What does the guidance mean when supporting members?
On 30 March, with a whole day to spare before the end of its “Q1 2021” deadline, the FCA released its final guidance regarding DB transfers to IFAs and, jointly with TPR (in a separate document) to trustees and employers.
Download our briefing note below to get a summary of what you can and cannot do under the updated guidance. And read on for our view of where that leaves trustees and sponsors when supporting their members and employees in the tricky area of DB transfers.
How will the guidance change member communications?
Helpfully, the new guidance confirms that most ‘business-as-usual’ communications, along with the growing trend of seeking specialist IFA support for members, does not cross any regulatory boundary. So most schemes will not need to make any immediate changes to their normal activities.
One area that does need looking at is member communications, or modelling tools, that provide illustrations of what members can do with a DB transfer value in a DC scheme – specifically, drawdown or annuity purchase illustrations that use assumptions about the future (which will be the case for all drawdown illustrations). If benefit statements, retirement packs or other communications include these types of illustrations, then these will need to be reviewed urgently to ensure that they are not crossing the line into regulated advice.
We have already seen examples of these reviews being carried out on our clients. Our view at the current time is that any type of illustration of drawdown or annuity purchase that relies on making an assumption about the future is not permitted, although we have seen examples of other interpretations being put forward. This will be one area to watch to see whether an industry consensus emerges on this point.
What about partnering with an IFA?
Regarding schemes partnering with IFA firms to provide members with access to financial advice, the Pensions Ombudsman also weighed in with a factsheet released in March. Taken with the FCA-TPR guidance, it provides reassurance that, properly done, partnering with a suitable IFA firm is not crossing the regulatory boundary.
However, as the Pensions Ombudsman’s factsheet makes clear, it is also not without risk to trustees and sponsors. The risks can be mitigated by seeking expert advice when appointing an IFA and managing the relationship with them on an ongoing basis.
So, one change we expect to see is more proactive monitoring of IFA partnerships against an appropriate set of criteria, including those set out by the Pensions Ombudsman. This is an area we are well placed to support trustees and sponsors, given our expertise of the IFA market and ongoing due diligence that we carry out on the main IFA firms.
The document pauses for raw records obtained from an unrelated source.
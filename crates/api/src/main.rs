use std::net::SocketAddr;
use std::sync::Arc;
use std::time::Duration;

use tracing_subscriber::{layer::SubscriberExt, util::SubscriberInitExt};

use dealpulse_api::config::ServerConfig;
use dealpulse_api::router::build_app_router;
use dealpulse_api::state::AppState;
use dealpulse_integrations::{IntegrationConfig, IntegrationService};

#[tokio::main]
async fn main() {
    dotenvy::dotenv().ok();

    // --- Tracing ---
    tracing_subscriber::registry()
        .with(
            tracing_subscriber::EnvFilter::try_from_default_env()
                .unwrap_or_else(|_| "dealpulse_api=debug,tower_http=debug".into()),
        )
        .with(tracing_subscriber::fmt::layer())
        .init();

    // --- Configuration ---
    let config = ServerConfig::from_env();
    tracing::info!(host = %config.host, port = %config.port, "Loaded server configuration");

    // --- Record store ---
    let pool = if config.seed_sample_data {
        dealpulse_db::create_seeded_pool().await
    } else {
        dealpulse_db::create_pool()
    };
    let counts = pool.counts().await;
    tracing::info!(leads = counts.leads, deals = counts.deals, "Record store ready");

    // --- Integrations ---
    let integration_config = IntegrationConfig::from_env();
    let integration_availability = integration_config.availability();
    let integrations = IntegrationService::from_config(&integration_config).map(Arc::new);
    if integrations.is_none() {
        tracing::warn!(
            hubspot = integration_availability.hubspot,
            gong = integration_availability.gong,
            openai = integration_availability.openai,
            "Integration credentials incomplete, integration routes disabled"
        );
    }

    // --- App state ---
    let state = AppState {
        pool,
        config: Arc::new(config.clone()),
        integrations,
        integration_availability,
    };

    let app = build_app_router(state, &config);

    // --- Start server ---
    let addr = SocketAddr::new(
        config.host.parse().expect("Invalid HOST address"),
        config.port,
    );
    tracing::info!(%addr, "Starting server");

    let listener = tokio::net::TcpListener::bind(addr)
        .await
        .expect("Failed to bind to address");

    let drain_timeout = Duration::from_secs(config.shutdown_timeout_secs);
    axum::serve(listener, app)
        .with_graceful_shutdown(async move {
            shutdown_signal().await;
            // Force an exit if draining outlives the shutdown timeout.
            tokio::spawn(async move {
                tokio::time::sleep(drain_timeout).await;
                tracing::warn!(
                    timeout_secs = drain_timeout.as_secs(),
                    "Graceful shutdown timed out, exiting"
                );
                std::process::exit(1);
            });
        })
        .await
        .expect("Server error");

    tracing::info!("Graceful shutdown complete");
}

/// Wait for SIGINT (Ctrl-C) or, on Unix, SIGTERM.
async fn shutdown_signal() {
    let ctrl_c = async {
        tokio::signal::ctrl_c()
            .await
            .expect("Failed to install Ctrl-C handler");
    };

    #[cfg(unix)]
    let terminate = async {
        tokio::signal::unix::signal(tokio::signal::unix::SignalKind::terminate())
            .expect("Failed to install SIGTERM handler")
            .recv()
            .await;
    };

    #[cfg(not(unix))]
    let terminate = std::future::pending::<()>();

    tokio::select! {
        () = ctrl_c => {
            tracing::info!("Received SIGINT (Ctrl-C), starting graceful shutdown");
        }
        () = terminate => {
            tracing::info!("Received SIGTERM, starting graceful shutdown");
        }
    }
}
//! Language-model backed analysis.
//!
//! [`TextGenerator`] is the seam to the hosted model; [`OpenAiClient`]
//! implements it over the chat-completions endpoint. [`AiEngine`] builds
//! the prompts, asks for JSON where the answer is structured, and
//! validates what comes back.

use std::fmt;
use std::sync::Arc;

use async_trait::async_trait;
use serde::{Deserialize, Serialize};

use crate::analysis::{parse_model_json, CallAnalysis, DealAnalysis, TeamInsight};
use crate::error::IntegrationError;
use crate::gong::{GongCall, GongCallInsight, GongTranscript};
use crate::hubspot::{HubSpotContact, HubSpotDeal};
use crate::http::read_json;
use crate::prompts::{self, SalesContext};

const SERVICE: &str = "OpenAI";

pub const DEFAULT_BASE_URL: &str = "https://api.openai.com/v1";

/// Sampling temperature for analysis and Q&A.
const ANALYSIS_TEMPERATURE: f32 = 0.3;

/// Sampling temperature for follow-up suggestions.
const FOLLOW_UP_TEMPERATURE: f32 = 0.4;

const FALLBACK_ANSWER: &str = "I couldn't process that question.";

// ---------------------------------------------------------------------------
// Messages
// ---------------------------------------------------------------------------

#[derive(Debug, Clone, Copy, PartialEq, Eq, Serialize, Deserialize)]
#[serde(rename_all = "lowercase")]
pub enum MessageRole {
    System,
    User,
    Assistant,
}

impl fmt::Display for MessageRole {
    fn fmt(&self, f: &mut fmt::Formatter<'_>) -> fmt::Result {
        match self {
            MessageRole::System => write!(f, "system"),
            MessageRole::User => write!(f, "user"),
            MessageRole::Assistant => write!(f, "assistant"),
        }
    }
}

#[derive(Debug, Clone, PartialEq, Serialize, Deserialize)]
pub struct ChatMessage {
    pub role: MessageRole,
    pub content: String,
}

impl ChatMessage {
    pub fn system(content: impl Into<String>) -> Self {
        Self {
            role: MessageRole::System,
            content: content.into(),
        }
    }

    pub fn user(content: impl Into<String>) -> Self {
        Self {
            role: MessageRole::User,
            content: content.into(),
        }
    }
}

/// One chat completion request.
#[derive(Debug, Clone, PartialEq)]
pub struct CompletionRequest {
    pub messages: Vec<ChatMessage>,
    pub temperature: f32,
    /// Ask the model for a single JSON object.
    pub json_output: bool,
}

impl CompletionRequest {
    fn new(system: &str, user: String, temperature: f32, json_output: bool) -> Self {
        Self {
            messages: vec![ChatMessage::system(system), ChatMessage::user(user)],
            temperature,
            json_output,
        }
    }
}

/// Opaque text generation service.
#[async_trait]
pub trait TextGenerator: Send + Sync {
    /// Generate a reply. `Ok(None)` means the model returned no content.
    async fn generate(&self, request: &CompletionRequest) -> Result<Option<String>, IntegrationError>;

    /// Model name, for logging.
    fn model_name(&self) -> &str;
}

// ---------------------------------------------------------------------------
// OpenAI chat completions
// ---------------------------------------------------------------------------

#[derive(Debug, Serialize)]
struct ResponseFormat {
    #[serde(rename = "type")]
    format_type: &'static str,
}

#[derive(Debug, Serialize)]
struct ChatCompletionsRequest<'a> {
    model: &'a str,
    messages: &'a [ChatMessage],
    temperature: f32,
    #[serde(skip_serializing_if = "Option::is_none")]
    response_format: Option<ResponseFormat>,
}

#[derive(Debug, Deserialize)]
struct ChatCompletionsResponse {
    choices: Vec<ChatChoice>,
}

#[derive(Debug, Deserialize)]
struct ChatChoice {
    message: ChoiceMessage,
}

#[derive(Debug, Deserialize)]
struct ChoiceMessage {
    content: Option<String>,
}

/// Client for an OpenAI-compatible chat-completions endpoint.
pub struct OpenAiClient {
    client: reqwest::Client,
    base_url: String,
    api_key: String,
    model: String,
}

impl OpenAiClient {
    pub fn new(api_key: String, model: String) -> Self {
        Self::with_base_url(api_key, model, DEFAULT_BASE_URL.to_string())
    }

    pub fn with_base_url(api_key: String, model: String, base_url: String) -> Self {
        Self {
            client: reqwest::Client::new(),
            base_url: base_url.trim_end_matches('/').to_string(),
            api_key,
            model,
        }
    }
}

#[async_trait]
impl TextGenerator for OpenAiClient {
    async fn generate(&self, request: &CompletionRequest) -> Result<Option<String>, IntegrationError> {
        let body = ChatCompletionsRequest {
            model: &self.model,
            messages: &request.messages,
            temperature: request.temperature,
            response_format: request.json_output.then_some(ResponseFormat {
                format_type: "json_object",
            }),
        };

        let response = self
            .client
            .post(format!("{}/chat/completions", self.base_url))
            .bearer_auth(&self.api_key)
            .json(&body)
            .send()
            .await?;

        let completion: ChatCompletionsResponse = read_json(SERVICE, response).await?;
        Ok(completion
            .choices
            .into_iter()
            .next()
            .and_then(|choice| choice.message.content))
    }

    fn model_name(&self) -> &str {
        &self.model
    }
}

// ---------------------------------------------------------------------------
// Engine
// ---------------------------------------------------------------------------

/// Prompted analyses over CRM and call data.
#[derive(Clone)]
pub struct AiEngine {
    generator: Arc<dyn TextGenerator>,
}

impl AiEngine {
    pub fn new(generator: Arc<dyn TextGenerator>) -> Self {
        Self { generator }
    }

    async fn generate_json(&self, request: CompletionRequest) -> Result<String, IntegrationError> {
        let content = self.generator.generate(&request).await?;
        Ok(content.unwrap_or_else(|| "{}".to_string()))
    }

    /// Risk, next actions and health for one deal.
    pub async fn analyze_deal(
        &self,
        deal: &HubSpotDeal,
        related_calls: &[GongCall],
        contacts: &[HubSpotContact],
    ) -> Result<DealAnalysis, IntegrationError> {
        let request = CompletionRequest::new(
            prompts::DEAL_ANALYST_SYSTEM,
            prompts::deal_analysis_prompt(deal, related_calls, contacts),
            ANALYSIS_TEMPERATURE,
            true,
        );
        let raw = self.generate_json(request).await?;
        let analysis: DealAnalysis = parse_model_json(&raw)?;
        analysis.validate()?;
        tracing::debug!(
            deal_id = %deal.id,
            model = self.generator.model_name(),
            risk_score = analysis.risk_score,
            "Deal analyzed",
        );
        Ok(analysis)
    }

    /// Coaching feedback for one call.
    pub async fn analyze_call(
        &self,
        call: &GongCall,
        transcript: &GongTranscript,
        insights: &GongCallInsight,
    ) -> Result<CallAnalysis, IntegrationError> {
        let request = CompletionRequest::new(
            prompts::CALL_COACH_SYSTEM,
            prompts::call_analysis_prompt(call, transcript, insights),
            ANALYSIS_TEMPERATURE,
            true,
        );
        let raw = self.generate_json(request).await?;
        parse_model_json(&raw)
    }

    /// Team-level metrics, alerts and recommendations.
    pub async fn generate_team_insights(
        &self,
        deals: &[HubSpotDeal],
        calls: &[GongCall],
        timeframe: &str,
    ) -> Result<TeamInsight, IntegrationError> {
        let request = CompletionRequest::new(
            prompts::SALES_OPS_SYSTEM,
            prompts::team_insight_prompt(deals, calls, timeframe),
            ANALYSIS_TEMPERATURE,
            true,
        );
        let raw = self.generate_json(request).await?;
        parse_model_json(&raw)
    }

    /// Free-text answer to a question about the user's data.
    pub async fn answer_sales_question(
        &self,
        question: &str,
        context: &SalesContext<'_>,
    ) -> Result<String, IntegrationError> {
        let request = CompletionRequest::new(
            prompts::COPILOT_SYSTEM,
            prompts::question_prompt(question, context),
            ANALYSIS_TEMPERATURE,
            false,
        );
        let answer = self.generator.generate(&request).await?;
        Ok(answer
            .filter(|a| !a.trim().is_empty())
            .unwrap_or_else(|| FALLBACK_ANSWER.to_string()))
    }

    /// Follow-up suggestions for a quiet deal, one per non-empty line.
    pub async fn generate_follow_up_recommendations(
        &self,
        deal: &HubSpotDeal,
        recent_calls: &[GongCall],
        days_since_contact: Option<i64>,
    ) -> Result<Vec<String>, IntegrationError> {
        let request = CompletionRequest::new(
            prompts::STRATEGIST_SYSTEM,
            prompts::follow_up_prompt(deal, recent_calls.len(), days_since_contact),
            FOLLOW_UP_TEMPERATURE,
            false,
        );
        let reply = self.generator.generate(&request).await?.unwrap_or_default();
        Ok(split_lines(&reply))
    }
}

/// Non-empty trimmed lines of a model reply.
pub fn split_lines(reply: &str) -> Vec<String> {
    reply
        .lines()
        .map(str::trim)
        .filter(|line| !line.is_empty())
        .map(str::to_string)
        .collect()
}

// ---------------------------------------------------------------------------
// Tests
// ---------------------------------------------------------------------------
use axum::extract::State;
use axum::{routing::get, Json, Router};
use dealpulse_db::StoreCounts;
use serde::Serialize;

use crate::state::AppState;

/// Health check response payload.
#[derive(Serialize)]
pub struct HealthResponse {
    /// Overall service status.
    pub status: &'static str,
    /// Crate version from Cargo.toml.
    pub version: &'static str,
    /// Rows held by each table of the record store.
    pub records: StoreCounts,
}

/// GET /health -- returns service status and store record counts.
async fn health_check(State(state): State<AppState>) -> Json<HealthResponse> {
    Json(HealthResponse {
        status: "ok",
        version: env!("CARGO_PKG_VERSION"),
        records: state.pool.counts().await,
    })
}

/// Mount health check routes (intended for root-level, NOT under `/api/v1`).
pub fn router() -> Router<AppState> {
    Router::new().route("/health", get(health_check))
}
//! Record store for dealpulse.
//!
//! Leads, deals, activities and call notes live in process memory behind
//! [`MemStore`]. The repositories in [`repositories`] are the only code
//! that touches the tables directly.

use std::sync::Arc;

pub mod models;
pub mod repositories;
pub mod seed;
pub mod store;

pub use store::{MemStore, StoreCounts};

/// Shared handle to the store, cloned into every request.
pub type DbPool = Arc<MemStore>;

/// Create an empty store.
pub fn create_pool() -> DbPool {
    Arc::new(MemStore::new())
}

/// Create a store pre-filled with the sample leads, deals and activities.
pub async fn create_seeded_pool() -> DbPool {
    let pool = create_pool();
    seed::seed_sample_data(&pool).await;
    pool
}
Looking at the bigger picture
So, where does all this leave us when it comes to DB transfers?
It’s worth considering the bigger picture. In January 2021, the FCA published data on the whole DB transfer advice market up to March 2020. This gave the most complete picture we have of how advice levels on DB transfers has changed since the introduction of the Pension Freedoms in 2015.
The chart shows a huge spike in the number of members receiving advice from October 2016; an average of nearly 120,000 a year compared to just under 40,000 a year beforehand.
The numbers then dropped off significantly following the introduction of substantial rule changes for IFA firms in October 2018, with a 40% drop over the period to March 2020.
Whilst we do not (yet) have FCA data beyond March 2020, our quarterly CETV market activity tracker shows the activity we have seen over the year to 31 March 2021, as below:
- The volumes of transfer quotes requested by members in schemes we administer dropped by 20% to 40% in each of the lockdowns and was down by about 10% overall across the year; and
- The number of large, one-off bulk exercises carried out by pension schemes reduced, with our data showing only two exercises of more than 1,000 lives coming to the market in the year to 31 March 2021, compared to 14 in the twelve months before.
Therefore, we expect overall advice levels to continue to be down on previous years due to the pandemic. Other factors pointing in this direction also include the well-publicised ban on contingent charging from October 2020 and the reduction in the number of firms now prepared to give DB transfer advice due to the hardening regulatory environment and increasing professional indemnity insurance premiums.
Despite this, our market tracker did show evidence of a significant bounce-back in transfer quote activity in February and March 2021, potentially evidence of pent-up demand for members to consider their options. We therefore expect there to continue to be demand for members to want to access good quality information about their DB options and to take advice on what is best for them to do – even more so as we emerge from the pandemic with many individuals facing difficult financial decisions.
In both of these areas, we believe there is now sufficient clarity from the FCA and TPR about where the boundary is and for employers and trustees to be confident in supporting members to achieve good retirement outcomes.